La televisione svizzera per l’Italia

Forza il posto di controllo svizzero e scappa in Italia

Valico autostradale di Chiasso-Brogeda.
Valico autostradale di Chiasso-Brogeda. Keystone / Alessandro Crinari

È presto finita la fuga, su un'auto di lusso - rivelatasi rubata -, di un uomo dai documenti falsi. Tra la refurtiva: armi, argenteria, alcolici e altro ancora.

Con un’auto targata svizzera di grossa cilindrata ha forzato il posto di controllo della dogana di Como-Brogeda ed è entrato in Italia. I finanzieri hanno diramato la segnalazione e i carabinieri di Cantù si sono messi sulle tracce del veicolo, una Mercedes Glc 200, risultata rubata e di proprietà di un cittadino elvetico.

Le ricerche dell’auto in corsa, estese a tutte le pattuglie in servizio, sono terminate verso le 14 di ieri, quando la Mercedes è stata intercettata e fermata dai carabinieri di Turate nel comune di Rovello Porro (in provincia di Como).

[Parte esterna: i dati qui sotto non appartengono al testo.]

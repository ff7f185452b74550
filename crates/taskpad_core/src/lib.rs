//! Core domain logic for Taskpad: todos, projects with nested tasks and
//! comments, a notes pad, and the summary kept in sync with them.
//! This crate is the single source of truth for state and mutation rules.

pub mod config;
pub mod db;
pub mod logging;
pub mod model;
pub mod repo;
pub mod service;
pub mod storage;
pub mod ui;
pub mod view;

pub use config::TrackerConfig;
pub use logging::{default_log_level, init_logging, logging_status, LoggingError};
pub use model::project::{
    Comment, ParseEnumError, Project, ProjectStatus, Task, TaskPriority, TaskRef,
};
pub use model::todo::Todo;
pub use repo::state_repo::{LoadedState, RepoError, RepoResult, StateRepository};
pub use service::entity_store::{Collection, EntityStore, Mutation, SkipReason};
pub use service::notes::{DeferredSave, NOTES_DEBOUNCE};
pub use service::summary::{summarize, Summary};
pub use service::tracker_service::{Outcome, TrackerService};
pub use storage::{
    KvStore, MemoryKvStore, SqliteKvStore, StoreError, StoreResult, NOTES_KEY, PROJECTS_KEY,
    TODOS_KEY,
};
pub use ui::{Notice, UserInterface};
pub use view::{render_frame, EmptyState, Frame, Region};

/// Returns the core crate version.
pub fn core_version() -> &'static str {
    env!("CARGO_PKG_VERSION")
}
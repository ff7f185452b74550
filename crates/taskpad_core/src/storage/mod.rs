//! Persistence adapter: opaque string-keyed load/save.
//!
//! # Responsibility
//! - Define the `KvStore` contract consumed by the state repository.
//! - Provide in-memory and SQLite-backed implementations.
//!
//! # Invariants
//! - Values are opaque strings; adapters never inspect or encode them.
//! - `set` overwrites the whole value for a key.

pub mod kv;

pub use kv::{
    KvStore, MemoryKvStore, SqliteKvStore, StoreError, StoreResult, NOTES_KEY, PROJECTS_KEY,
    TODOS_KEY,
};
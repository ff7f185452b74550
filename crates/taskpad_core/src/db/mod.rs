//! SQLite bootstrap for the key-value persistence backend.
//!
//! # Responsibility
//! - Open and configure SQLite connections.
//! - Apply schema migrations in deterministic order.
//!
//! # Invariants
//! - Migration version is tracked via `PRAGMA user_version`.
//! - No key-value reads or writes happen before migrations succeed.

use std::error::Error;
use std::fmt::{Display, Formatter};

pub mod migrations;
mod open;

pub use open::{open_db, open_db_in_memory};

pub type DbResult<T> = Result<T, DbError>;

#[derive(Debug)]
pub enum DbError {
    Sqlite(rusqlite::Error),
    UnsupportedSchemaVersion {
        db_version: u32,
        latest_supported: u32,
    },
}

impl Display for DbError {
    fn fmt(&self, f: &mut Formatter<'_>) -> std::fmt::Result {
        match self {
            Self::Sqlite(err) => write!(f, "{err}"),
            Self::UnsupportedSchemaVersion {
                db_version,
                latest_supported,
            } => write!(
                f,
                "database schema version {db_version} is newer than supported {latest_supported}"
            ),
        }
    }
}

impl Error for DbError {
    fn source(&self) -> Option<&(dyn Error + 'static)> {
        match self {
            Self::Sqlite(err) => Some(err),
            Self::UnsupportedSchemaVersion { .. } => None,
        }
    }
}

impl From<rusqlite::Error> for DbError {
    fn from(value: rusqlite::Error) -> Self {
        Self::Sqlite(value)
    }
}
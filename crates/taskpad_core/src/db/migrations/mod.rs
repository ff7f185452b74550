//! SQLite migration registry and executor.
//!
//! # Responsibility
//! - Register schema migrations in strictly increasing order.
//! - Apply pending migrations in a single transaction.
//!
//! # Invariants
//! - `version` values are monotonic.
//! - The applied version is mirrored to `PRAGMA user_version`.

use crate::db::{DbError, DbResult};
use log::info;
use rusqlite::Connection;

#[derive(Debug, Clone, Copy)]
struct Migration {
    version: u32,
    sql: &'static str,
}

const MIGRATIONS: &[Migration] = &[Migration {
    version: 1,
    sql: include_str!("0001_kv_entries.sql"),
}];

/// Returns the latest migration version known by this binary.
pub fn latest_version() -> u32 {
    MIGRATIONS.last().map_or(0, |migration| migration.version)
}

/// Applies all pending migrations on the provided connection.
///
/// # Errors
/// - `DbError::UnsupportedSchemaVersion` when the database was written by a
///   newer binary.
pub fn apply_migrations(conn: &mut Connection) -> DbResult<()> {
    let current_version = current_user_version(conn)?;
    let latest = latest_version();

    if current_version > latest {
        return Err(DbError::UnsupportedSchemaVersion {
            db_version: current_version,
            latest_supported: latest,
        });
    }
    if current_version == latest {
        return Ok(());
    }

    let tx = conn.transaction()?;
    for migration in MIGRATIONS
        .iter()
        .filter(|migration| migration.version > current_version)
    {
        tx.execute_batch(migration.sql)?;
        tx.execute_batch(&format!("PRAGMA user_version = {};", migration.version))?;
    }
    tx.commit()?;

    info!(
        "event=db_migrate module=db status=ok from_version={} to_version={}",
        current_version, latest
    );
    Ok(())
}

/// Reads `PRAGMA user_version` from the connection.
pub fn current_user_version(conn: &Connection) -> DbResult<u32> {
    let version = conn.query_row("PRAGMA user_version;", [], |row| row.get::<_, u32>(0))?;
    Ok(version)
}
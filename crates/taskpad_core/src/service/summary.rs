//! Summary aggregation over current entity state.
//!
//! # Invariants
//! - `pending_count + completed_count` equals todos plus all project tasks.
//! - `percent_complete` is 0 when there is nothing to count.
//! - Pure: recomputed from scratch on every call.

use crate::model::project::Project;
use crate::model::todo::Todo;

/// Derived counters shown next to the three views.
#[derive(Debug, Clone, Copy, Default, PartialEq, Eq)]
pub struct Summary {
    pub project_count: usize,
    pub pending_count: usize,
    pub completed_count: usize,
    /// Rounded half-up, in `0..=100`.
    pub percent_complete: u8,
}

impl Summary {
    pub fn total_count(&self) -> usize {
        self.pending_count + self.completed_count
    }
}

/// Computes the summary for the given collections.
pub fn summarize(todos: &[Todo], projects: &[Project]) -> Summary {
    let (project_total, project_completed) =
        projects.iter().fold((0, 0), |(total, completed), project| {
            (
                total + project.tasks.len(),
                completed + project.completed_task_count(),
            )
        });

    let total = project_total + todos.len();
    let completed = project_completed + todos.iter().filter(|todo| todo.completed).count();

    Summary {
        project_count: projects.len(),
        pending_count: total - completed,
        completed_count: completed,
        percent_complete: percent(completed, total),
    }
}

fn percent(completed: usize, total: usize) -> u8 {
    if total == 0 {
        return 0;
    }
    // floor(100 * c / t + 1/2) without going through floats.
    let rounded = (200 * completed + total) / (2 * total);
    u8::try_from(rounded).unwrap_or(100)
}
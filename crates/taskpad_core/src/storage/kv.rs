//! Key-value store contract and implementations.

use crate::db::migrations::{current_user_version, latest_version};
use crate::db::DbError;
use rusqlite::{params, Connection, OptionalExtension};
use std::collections::HashMap;
use std::error::Error;
use std::fmt::{Display, Formatter};

/// Key holding the JSON array of projects.
pub const PROJECTS_KEY: &str = "projects";
/// Key holding the JSON array of todos.
pub const TODOS_KEY: &str = "todos";
/// Key holding the raw notes string.
pub const NOTES_KEY: &str = "quickNotes";

pub type StoreResult<T> = Result<T, StoreError>;

/// Error raised by a persistence adapter.
#[derive(Debug)]
pub enum StoreError {
    Db(DbError),
    /// Connection was not bootstrapped through `db::open_db*`.
    UninitializedConnection {
        expected_version: u32,
        actual_version: u32,
    },
    /// Backend refused the operation (quota, read-only medium, ...).
    Unavailable(String),
}

impl Display for StoreError {
    fn fmt(&self, f: &mut Formatter<'_>) -> std::fmt::Result {
        match self {
            Self::Db(err) => write!(f, "{err}"),
            Self::UninitializedConnection {
                expected_version,
                actual_version,
            } => write!(
                f,
                "connection schema version {actual_version} does not match expected {expected_version}"
            ),
            Self::Unavailable(reason) => write!(f, "storage unavailable: {reason}"),
        }
    }
}

impl Error for StoreError {
    fn source(&self) -> Option<&(dyn Error + 'static)> {
        match self {
            Self::Db(err) => Some(err),
            _ => None,
        }
    }
}

impl From<DbError> for StoreError {
    fn from(value: DbError) -> Self {
        Self::Db(value)
    }
}

impl From<rusqlite::Error> for StoreError {
    fn from(value: rusqlite::Error) -> Self {
        Self::Db(DbError::Sqlite(value))
    }
}

/// String-valued key-value store.
pub trait KvStore {
    /// Returns the stored value, or `None` when the key was never written.
    fn get(&self, key: &str) -> StoreResult<Option<String>>;
    /// Overwrites the value stored under `key`.
    fn set(&mut self, key: &str, value: &str) -> StoreResult<()>;
}

impl<S: KvStore + ?Sized> KvStore for &mut S {
    fn get(&self, key: &str) -> StoreResult<Option<String>> {
        (**self).get(key)
    }

    fn set(&mut self, key: &str, value: &str) -> StoreResult<()> {
        (**self).set(key, value)
    }
}

/// Process-local store, used by tests and ephemeral sessions.
#[derive(Debug, Clone, Default)]
pub struct MemoryKvStore {
    entries: HashMap<String, String>,
}

impl MemoryKvStore {
    pub fn new() -> Self {
        Self::default()
    }

    /// Raw value lookup without the `Result` wrapper.
    pub fn raw(&self, key: &str) -> Option<&str> {
        self.entries.get(key).map(String::as_str)
    }
}

impl KvStore for MemoryKvStore {
    fn get(&self, key: &str) -> StoreResult<Option<String>> {
        Ok(self.entries.get(key).cloned())
    }

    fn set(&mut self, key: &str, value: &str) -> StoreResult<()> {
        self.entries.insert(key.to_string(), value.to_string());
        Ok(())
    }
}

/// SQLite-backed store over the `kv_entries` table.
pub struct SqliteKvStore<'conn> {
    conn: &'conn Connection,
}

impl<'conn> SqliteKvStore<'conn> {
    /// Wraps a connection opened through `db::open_db*`.
    ///
    /// # Errors
    /// - `StoreError::UninitializedConnection` when migrations were not
    ///   applied to `conn`.
    pub fn try_new(conn: &'conn Connection) -> StoreResult<Self> {
        let expected_version = latest_version();
        let actual_version = current_user_version(conn)?;
        if actual_version != expected_version {
            return Err(StoreError::UninitializedConnection {
                expected_version,
                actual_version,
            });
        }
        Ok(Self { conn })
    }
}

impl KvStore for SqliteKvStore<'_> {
    fn get(&self, key: &str) -> StoreResult<Option<String>> {
        let value = self
            .conn
            .query_row(
                "SELECT value FROM kv_entries WHERE key = ?1;",
                [key],
                |row| row.get::<_, String>(0),
            )
            .optional()?;
        Ok(value)
    }

    fn set(&mut self, key: &str, value: &str) -> StoreResult<()> {
        self.conn.execute(
            "INSERT INTO kv_entries (key, value, updated_at)
             VALUES (?1, ?2, strftime('%s', 'now') * 1000)
             ON CONFLICT(key) DO UPDATE SET
                value = excluded.value,
                updated_at = excluded.updated_at;",
            params![key, value],
        )?;
        Ok(())
    }
}
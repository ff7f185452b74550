use rusqlite::Connection;
use taskpad_core::db::migrations::latest_version;
use taskpad_core::db::{open_db, open_db_in_memory, DbError};

#[test]
fn open_db_in_memory_applies_all_migrations() {
    let conn = open_db_in_memory().unwrap();

    assert_eq!(schema_version(&conn), latest_version());
    assert_table_exists(&conn, "kv_entries");
}

#[test]
fn opening_same_database_twice_is_idempotent() {
    let dir = tempfile::tempdir().unwrap();
    let path = dir.path().join("taskpad.db");

    let first = open_db(&path).unwrap();
    first
        .execute(
            "INSERT INTO kv_entries (key, value) VALUES ('todos', '[]');",
            [],
        )
        .unwrap();
    drop(first);

    let second = open_db(&path).unwrap();
    assert_eq!(schema_version(&second), latest_version());
    let value: String = second
        .query_row(
            "SELECT value FROM kv_entries WHERE key = 'todos';",
            [],
            |row| row.get(0),
        )
        .unwrap();
    assert_eq!(value, "[]");
}

#[test]
fn opening_database_with_newer_schema_version_returns_error() {
    let dir = tempfile::tempdir().unwrap();
    let path = dir.path().join("future.db");

    let conn = Connection::open(&path).unwrap();
    conn.execute_batch("PRAGMA user_version = 999;").unwrap();
    drop(conn);

    match open_db(&path).unwrap_err() {
        DbError::UnsupportedSchemaVersion {
            db_version,
            latest_supported,
        } => {
            assert_eq!(db_version, 999);
            assert_eq!(latest_supported, latest_version());
        }
        other => panic!("unexpected error: {other}"),
    }
}

fn schema_version(conn: &Connection) -> u32 {
    conn.query_row("PRAGMA user_version;", [], |row| row.get(0))
        .unwrap()
}

fn assert_table_exists(conn: &Connection, table_name: &str) {
    let exists: i64 = conn
        .query_row(
            "SELECT EXISTS(SELECT 1 FROM sqlite_master WHERE type = 'table' AND name = ?1);",
            [table_name],
            |row| row.get(0),
        )
        .unwrap();
    assert_eq!(exists, 1, "missing table {table_name}");
}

All’interno del veicolo sono stati trovati una pistola Sig modello P 210 calibro 9 parabellum, una pistola North American Arms calibro 22, un fucile automatico Sig modello Sg 550 calibro 5.56×45, 66 colpi calibro 9 parabellum e tre caricatori per fucile automatico. Le armi sono risultate tutte rubate e di proprietà di uno svizzero appassionato di tiro sportivo.

Non solo armi

Nell’auto sono stati trovati anche computer portatili, un tablet, un cellulare, bottiglie di super alcolici, vari capi d’abbigliamento da donna, oltre a duecento pezzi di argenteria, un cacciavite, un trapano e un tirapugni. Tutto il materiale è stato sequestrato e – fanno sapere i carabinieri di Cantù in una nota – sarà oggetto di ulteriori accertamenti.

I documenti falsi

L’automobilista in fuga, un cittadino straniero, ha fornito ai militari una patente di guida greca e un passaporto, poi risultati contraffatti. Dai successi accertamenti l’uomo è risultato avere altri due alias e numerosi precedenti in Italia, da cui era già stato espulso. Arrestato per importazioni plurime di armi comuni da sparo e munizioni e possesso di documenti di identificazione falsi e denunciato in stato di libertà per ricettazione, è stato portato nel carcere di Como.